A Polícia Civil investiga um suposto esquema de estelionato que teria usado falsas vagas de emprego na área da saúde para aplicar golpes em médicos de diferentes cidades. As investigações são conduzidas pelo 7º Distrito Policial (DP) de Santos, que cumpriu, na última terça-feira (4), mandados de busca e apreensão.
Segundo a polícia, o investigado, de 21 anos – que terá a identidade preservada -, teria criado uma empresa de telemedicina* para oferecer oportunidades fictícias de trabalho. Em um dos casos, uma médica recebeu a proposta de um salário de R$ 28 mil para prestar atendimentos a uma empresa logística.
➡️ Telemedicina é quando um médico atende um paciente à distância, por videochamada, telefone ou aplicativo, sem que os dois precisem estar no mesmo lugar.
Ainda conforme a investigação, após apresentar a suposta contratação, ele exigia que os profissionais contratassem um seguro médico para concluir a admissão; as vítimas realizavam pagamentos que variavam entre R$ 4,1 mil e R$ 7,2 mil e, além do prejuízo financeiro, entregavam documentos pessoais, diplomas, comprovantes de residência, carteira profissional e até acesso à conta Gov.br.
Dimensão do esquema
Conforme apurado pelo VTV News, a investigação começou depois que algumas médicas perceberam que haviam sido vítimas de um golpe e procuraram a delegacia.

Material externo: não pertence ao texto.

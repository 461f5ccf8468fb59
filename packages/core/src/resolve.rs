//! Opt-in resolution of edge endpoints against the nodes of a graph.
//!
//! Insertion never requires referenced nodes to exist. Before handing a
//! document to a consumer that does require it, call
//! [`OpenGraphBuilder::check_references`] to find dangling or ambiguous
//! references.

use std::collections::HashMap;
use std::fmt;

use thiserror::Error;

use crate::builder::OpenGraphBuilder;
use crate::types::{MatchBy, Node, NodeReference};

/// Why a single [`NodeReference`] failed to resolve.
#[derive(Debug, Error, PartialEq)]
pub enum ReferenceError {
    #[error("no node has id {0:?}")]
    UnknownId(String),

    #[error("no node has name {0:?}")]
    UnknownName(String),

    #[error("{count} nodes match name {value:?}; add a kind filter so the reference resolves to exactly one node")]
    AmbiguousName { value: String, count: usize },

    #[error("node {value:?} does not have kind {kind:?}")]
    KindMismatch { value: String, kind: String },
}

/// Which end of an edge a reference sits on.
#[derive(Debug, Clone, Copy, PartialEq, Eq)]
pub enum EdgeEnd {
    Start,
    End,
}

impl fmt::Display for EdgeEnd {
    fn fmt(&self, f: &mut fmt::Formatter<'_>) -> fmt::Result {
        match self {
            EdgeEnd::Start => write!(f, "start"),
            EdgeEnd::End => write!(f, "end"),
        }
    }
}

/// A reference failure located on a specific edge.
#[derive(Debug, Error, PartialEq)]
#[error("edge {index} {end}: {reason}")]
pub struct ResolutionError {
    /// Position of the edge in insertion order.
    pub index: usize,
    pub end: EdgeEnd,
    pub reason: ReferenceError,
}

/// Lookup tables over a slice of nodes, by id and by `name` property.
///
/// Kind filters match a node's declared kinds, or the graph's source kind,
/// which a consumer attributes to every node.
pub struct NodeIndex<'a> {
    by_id: HashMap<&'a str, &'a Node>,
    by_name: HashMap<&'a str, Vec<&'a Node>>,
    source_kind: Option<&'a str>,
}

impl<'a> NodeIndex<'a> {
    pub fn new(nodes: &'a [Node], source_kind: Option<&'a str>) -> Self {
        let mut by_id = HashMap::with_capacity(nodes.len());
        let mut by_name: HashMap<&str, Vec<&Node>> = HashMap::new();
        for node in nodes {
            by_id.insert(node.id(), node);
            if let Some(name) = node.name() {
                by_name.entry(name).or_default().push(node);
            }
        }
        Self {
            by_id,
            by_name,
            source_kind,
        }
    }

    /// Resolve `reference` to exactly one node.
    pub fn resolve(&self, reference: &NodeReference) -> Result<&'a Node, ReferenceError> {
        let value = reference.value();
        match reference.match_by() {
            MatchBy::Id => {
                let node = *self
                    .by_id
                    .get(value)
                    .ok_or_else(|| ReferenceError::UnknownId(value.to_string()))?;
                match reference.kind() {
                    Some(kind) if !self.has_kind(node, kind) => Err(ReferenceError::KindMismatch {
                        value: value.to_string(),
                        kind: kind.to_string(),
                    }),
                    _ => Ok(node),
                }
            }
            MatchBy::Name => {
                let candidates = self
                    .by_name
                    .get(value)
                    .ok_or_else(|| ReferenceError::UnknownName(value.to_string()))?;
                let matching: Vec<&'a Node> = match reference.kind() {
                    Some(kind) => candidates
                        .iter()
                        .copied()
                        .filter(|n| self.has_kind(n, kind))
                        .collect(),
                    None => candidates.clone(),
                };
                match matching.as_slice() {
                    [node] => Ok(*node),
                    [] => Err(ReferenceError::KindMismatch {
                        value: value.to_string(),
                        kind: reference.kind().unwrap_or_default().to_string(),
                    }),
                    many => Err(ReferenceError::AmbiguousName {
                        value: value.to_string(),
                        count: many.len(),
                    }),
                }
            }
        }
    }

    fn has_kind(&self, node: &Node, kind: &str) -> bool {
        node.has_kind(kind) || self.source_kind == Some(kind)
    }
}

impl OpenGraphBuilder {
    /// Resolve a single reference against this graph's nodes.
    pub fn resolve(&self, reference: &NodeReference) -> Result<&Node, ReferenceError> {
        NodeIndex::new(self.nodes(), self.source_kind()).resolve(reference)
    }

    /// Check that every edge endpoint resolves to exactly one node of this graph.
    ///
    /// Edges are checked in insertion order, start before end; the first
    /// failure is returned.
    pub fn check_references(&self) -> Result<(), ResolutionError> {
        let index = NodeIndex::new(self.nodes(), self.source_kind());
        for (i, edge) in self.edges().iter().enumerate() {
            for (end, reference) in [(EdgeEnd::Start, edge.start()), (EdgeEnd::End, edge.end())] {
                index.resolve(reference).map_err(|reason| ResolutionError {
                    index: i,
                    end,
                    reason,
                })?;
            }
        }
        Ok(())
    }
}

// --- tests -------------------------------------------------------------------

De acordo com a Polícia Civil, uma delas chegou a acreditar que havia sido contratada e passou a indicar outros profissionais para a suposta empresa. Ao menos 18 médicos teriam efetuado os pagamentos exigidos durante o falso processo de admissão.
As investigações também apontaram registros de boletins de ocorrência semelhantes em diferentes municípios, todos com o mesmo modo de atuação. Segundo a polícia, o investigado acumula cerca de 36 registros policiais, a maioria relacionada a crimes de estelionato, como falsas transferências via Pix, promessas de emprego, contratação fictícia de serviços e até golpes praticados com o uso indevido dos dados da própria mãe.
Com base nos indícios reunidos, a Justiça autorizou mandados de busca e apreensão em dois endereços ligados ao investigado, em Barueri (SP), além da quebra dos sigilos telefônico e fiscal e do bloqueio de contas bancárias. Durante o cumprimento das ordens judiciais, no entanto, ele não foi localizado.